Examples in the dataset of nodule patches in axial, coronal, and sagittal views. The type and volume in a cubic millimeter of nodules are shown in the subtitles. The blue contours represent the manually labeled boundary of the nodules. Each patch is depicted in a size of 32 mm. H&E, hematoxylin and eosin stain. Magnification, ×200.
In recent years, deep learning has become a powerful method of representation learning (8), reducing the necessities of hand-craft feature engineering. With the help of end-to-end deep supervised learning, especially convolutional neural networks, great progress have been made in natural image problems, such as image recognition (9), object detection (10), semantic segmentation (9). The effectiveness of deep learning has been proved in medical image analysis as well, such as recent progress in skin cancer classification (11), diabetic retinopathy detection (12), and pulmonary nodule detection in chest CT (13). With hierarchical representation learning in 3D views, deep neural networks can discover new patterns beyond the typical radiographic features, which may be invisible or subtle to human eyes and traditional CADx systems.
In this article, a deep learning system is designed to address the problem of automatically predicting the tumor invasiveness of subcentimeter pulmonary adenocarcinomas from CT scans. The main contributions are 3-fold: First, we proposed an automatic framework to predict the tumor invasiveness, trained with pre-processed chest CTs and the corresponding pathological labels. The proposed method does not require the nodule segmentation, estimate of nodule size, or other predefined features in the inference stage. To the best of our knowledge, this is the first automatic learning system for this problem. The neural networks are trained and validated using a dataset of 523 nodules, and a hold-out test set of 128 nodules is used to fairly evaluate our system. Instead of classifying the 4 categories (AAH, AIS, MIA, and IA), the problem is formalized as 3-category classification (AAH and AIS into a single class) due to some technical limitations (will be explained in “Materials and Methods”). Second, to make full use of the datasets, we proposed a “bottom-up and top-down” multitask learning architecture to predict the nodule invasiveness together with segmentation mask. Through joint training of the neural networks to solve these two related tasks, the model is able to attend to the areas that deserve more attention. In practice, this multitask learning approach is effective in both accuracy and training convergence, and makes the system less prone to be overfitting. Finally, to fairly compare the performance with human, an observer study with 2 groups of 4 radiologists, 2 experienced and 2 junior doctors is conducted, to classify the 128 hold-out nodules. It is shown that the proposed deep learning system achieves better classification performance than radiologists in the observer study.
Materials and Methods
Data collection
This retrospective study was approved by the institutional review board of Huadong Hospital affiliated to Fudan University (NO.2017K062), which waived the requirement for patients’ written informed consent referring to the CIOMS guideline.

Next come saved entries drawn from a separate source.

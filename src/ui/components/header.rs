//! Header component renderer.
//!
//! Renders the plugin title bar: title and current screen name, centered, with
//! theme-aware colors and optional background styling.

use crate::ui::helpers::{position_cursor, write_centered};
use crate::ui::theme::Theme;
use crate::ui::viewmodel::HeaderInfo;
use std::fmt::{self, Write};

/// Renders the header title bar at the specified row.
///
/// # Parameters
///
/// * `out` - Frame being written
/// * `row` - Row position to render the header (1-indexed)
/// * `header` - Title and section name
/// * `theme` - Active color theme
/// * `cols` - Terminal width in columns
///
/// # Returns
///
/// The next available row position (row + 1)
///
/// # Errors
///
/// Propagates the writer's error.
pub fn render_header(
    out: &mut impl Write,
    row: usize,
    header: &HeaderInfo,
    theme: &Theme,
    cols: usize,
) -> Result<usize, fmt::Error> {
    position_cursor(out, row, 1)?;
    write!(out, "{}{}", Theme::bold(), Theme::fg(&theme.colors.header_fg))?;
    if let Some(bg) = &theme.colors.header_bg {
        write!(out, "{}", Theme::bg(bg))?;
    }

    let title = format!("{} · {}", header.title, header.section);
    write_centered(out, &title, cols)?;

    write!(out, "{}", Theme::reset())?;
    Ok(row + 1)
}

From October 2011 to October 2017, a search of the electronic medical records and the radiology information systems of the hospital for patients with subcentimeter pulmonary nodules identified on chest CT scans was performed by one author (Yingli Sun). A total of 651 subcentimeter nodules from 560 patients [mean age, 54.1 years ± 12.2 (SD); range, 16–82 years] were enrolled in the study. There are 182 men [mean age, 54.6 years ± 12.2 (SD); range, 26–82 years] and 378 women [mean age, 53.9 years ± 12.2 (SD); range, 16–80 years]. The unbalanced distribution of gender was determined by a unique characteristic of female predominance in this case (7, 14). The inclusion criteria are as follows:
The presence of thin-slice chest CT (1–1.25 mm) scan before surgical treatment.
Nodules noted on CT examination with a diameter ≤10 mm.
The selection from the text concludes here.